Hi, Jeremie and all,

Last year, I used to test the Esko et al.'s result of 2003 Leonids, i.e. the
predicted outburst by 1499 dust trail, and finally reached similar result.
While, as I said before Perseids this year, I'm searching for the possible
numerical relation among delta-a, the population index and the age of an
outburst. The aim is to predict the population index. My current result can
predict the mass indices (and population index, of course) of Leonid
outbursts in the future, and explain many historical records very well.

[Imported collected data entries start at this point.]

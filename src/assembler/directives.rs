//! The data-emitting directives: `DB`/`DW`/`DSB`/`DSW`/`DL`/`DH`/`HEX`,
//! plus the file directives `INCBIN`/`INCLUDE`. Split out from
//! [`super`]'s dispatcher because these are the directives that actually
//! produce bytes, as opposed to the ones that only move the program
//! counter or control assembly flow.

use std::path::Path;

use crate::error::{AssemblyError, AsmResult};

use super::{macro_engine::split_args, Assembler, PendingLine};

/// One comma-separated item in a `DB`/`DW`/`DL`/`DH` operand list: either a
/// quoted string (each character becomes one byte) or an expression.
enum Item {
	Text(Vec<u8>),
	Expr(String),
}

fn classify_item(item: &str) -> Item {
	let trimmed = item.trim();
	if (trimmed.starts_with('"') && trimmed.ends_with('"') && trimmed.len() >= 2)
		|| (trimmed.starts_with('\'') && trimmed.ends_with('\'') && trimmed.len() >= 2 && trimmed.len() != 3)
	{
		let inner = &trimmed[1 .. trimmed.len() - 1];
		let mut bytes = Vec::with_capacity(inner.len());
		let mut chars = inner.chars();
		while let Some(chr) = chars.next() {
			if chr == '\\' {
				if let Some(escaped) = chars.next() {
					bytes.push(escaped as u8);
				}
			} else {
				bytes.push(chr as u8);
			}
		}
		Item::Text(bytes)
	} else {
		Item::Expr(trimmed.to_owned())
	}
}

impl Assembler {
	pub(super) fn run_define_byte(&mut self, operand: &str, line: usize) -> AsmResult<()> {
		for item in split_args(operand) {
			match classify_item(&item) {
				Item::Text(bytes) => self.output.emit_bytes(&bytes, line)?,
				Item::Expr(expr) => {
					let value = self.eval_expr(&expr, line)?;
					if !value.dependent && !(-128 ..= 255).contains(&value.value) {
						return Err(AssemblyError::OutOfRange { value: value.value, line, help: Some(
							"a byte value must fit in -128..=255".to_owned(),
						) });
					}
					self.output.emit_byte((value.value & 0xFF) as u8, line)?;
				},
			}
		}
		Ok(())
	}

	pub(super) fn run_define_word(&mut self, operand: &str, line: usize) -> AsmResult<()> {
		for item in split_args(operand) {
			match classify_item(&item) {
				Item::Text(bytes) =>
					for byte in bytes {
						self.output.emit_word(i64::from(byte), line)?;
					},
				Item::Expr(expr) => {
					let value = self.eval_expr(&expr, line)?;
					self.output.emit_word(value.value, line)?;
				},
			}
		}
		Ok(())
	}

	pub(super) fn run_define_low(&mut self, operand: &str, line: usize) -> AsmResult<()> {
		for item in split_args(operand) {
			if let Item::Expr(expr) = classify_item(&item) {
				let value = self.eval_expr(&expr, line)?;
				self.output.emit_byte((value.value & 0xFF) as u8, line)?;
			}
		}
		Ok(())
	}

	pub(super) fn run_define_high(&mut self, operand: &str, line: usize) -> AsmResult<()> {
		for item in split_args(operand) {
			if let Item::Expr(expr) = classify_item(&item) {
				let value = self.eval_expr(&expr, line)?;
				self.output.emit_byte(((value.value >> 8) & 0xFF) as u8, line)?;
			}
		}
		Ok(())
	}

	pub(super) fn run_define_space_bytes(&mut self, operand: &str, line: usize) -> AsmResult<()> {
		let parts = split_args(operand);
		let count = self.eval_expr(parts.first().map_or("", String::as_str), line)?.value;
		if let Some(fill_text) = parts.get(1) {
			let fill = self.eval_expr(fill_text, line)?;
			let saved = self.output.fill_value();
			self.output.set_fill_value((fill.value & 0xFF) as u8);
			let result = self.output.reserve(count, line);
			self.output.set_fill_value(saved);
			result
		} else {
			self.output.reserve(count, line)
		}
	}

	pub(super) fn run_define_space_words(&mut self, operand: &str, line: usize) -> AsmResult<()> {
		let parts = split_args(operand);
		let count = self.eval_expr(parts.first().map_or("", String::as_str), line)?.value;
		let fill_word = match parts.get(1) {
			Some(text) => self.eval_expr(text, line)?.value,
			None => 0,
		};
		for _ in 0 .. count.max(0) {
			self.output.emit_word(fill_word, line)?;
		}
		Ok(())
	}

	pub(super) fn run_hex(&mut self, operand: &str, line: usize) -> AsmResult<()> {
		let digits: String = operand.chars().filter(|c| !c.is_whitespace() && *c != ',').collect();
		if digits.len() % 2 != 0 || digits.is_empty() {
			return Err(AssemblyError::NotANumber { text: operand.trim().to_owned(), line });
		}
		let mut bytes = Vec::with_capacity(digits.len() / 2);
		let chars: Vec<char> = digits.chars().collect();
		for pair in chars.chunks(2) {
			let text: String = pair.iter().collect();
			let byte = u8::from_str_radix(&text, 16).map_err(|_| AssemblyError::NotANumber { text: text.clone(), line })?;
			bytes.push(byte);
		}
		self.output.emit_bytes(&bytes, line)
	}

	pub(super) fn run_incbin(&mut self, operand: &str, line: usize) -> AsmResult<()> {
		let parts = split_args(operand);
		let file_name = parts.first().map(|s| s.trim_matches('"').to_owned()).ok_or(AssemblyError::NeedName { line })?;
		let data = self.read_binary_file(&file_name, line)?;
		let offset = match parts.get(1) {
			Some(text) => self.eval_expr(text, line)?.value,
			None => 0,
		};
		let length = match parts.get(2) {
			Some(text) => self.eval_expr(text, line)?.value,
			None => data.len() as i64 - offset,
		};
		if offset < 0 || length < 0 || offset + length > data.len() as i64 {
			return Err(AssemblyError::BadIncbinSize { file_name, line });
		}
		let slice = &data[offset as usize .. (offset + length) as usize];
		self.output.emit_bytes(slice, line)
	}

	fn read_binary_file(&self, file_name: &str, line: usize) -> AsmResult<Vec<u8>> {
		let _ = line;
		let path = self.resolve_path(file_name);
		std::fs::read(&path)
			.map_err(|os_error| AssemblyError::CantOpenFile { file_name: file_name.to_owned(), os_error: os_error.to_string() })
	}

	pub(super) fn run_include(&mut self, operand: &str, _line: usize) -> AsmResult<()> {
		let file_name = operand.trim().trim_matches('"').to_owned();
		let path = self.resolve_path(&file_name);
		let text = std::fs::read_to_string(&path)
			.map_err(|os_error| AssemblyError::CantOpenFile { file_name: file_name.clone(), os_error: os_error.to_string() })?;
		self.push_file_lines(&file_name, &text);
		Ok(())
	}

	fn resolve_path(&self, file_name: &str) -> std::path::PathBuf {
		let candidate = Path::new(file_name);
		if candidate.is_absolute() {
			return candidate.to_owned();
		}
		self.base_dir.as_ref().map_or_else(|| candidate.to_owned(), |base| base.join(candidate))
	}

	pub(super) fn push_file_lines(&mut self, name: &str, text: &str) {
		let shared_name: std::sync::Arc<str> = std::sync::Arc::from(name);
		for (index, line) in text.lines().enumerate().rev() {
			self.pending.push(PendingLine::Source { name: shared_name.clone(), line_number: index + 1, text: line.to_owned() });
		}
	}
}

For catching up the upcoming Leonids, I have hurriedly submitted a paper on
this problem to MNRAS. However, I just found some crucial and stupid error
in the theoretical deduction, although the result still met the true value
by accident. I'm now preparing a revised version of that paper. In any way,
now, the paper is not likely to be published before the Leonids. Thus, I
think meteorobs list is one of the best place to talk about the prediction
for the population index this year.

With my formula, the prediction of the population index (r-value) of the
dust trail ejected in 1499 (encounter the earth on November 13), is 4.92.
This value is just for the maximum time, and may vary 0.1-1 at other time of
the outburst (not the background activity!). Such high index has never been
observed in the Leonids (either in other meteor showers?). So, we expect the
event in this year to be very weak for visual observers, but somewhat
stronger for more powerful detectors, such as radio and radar.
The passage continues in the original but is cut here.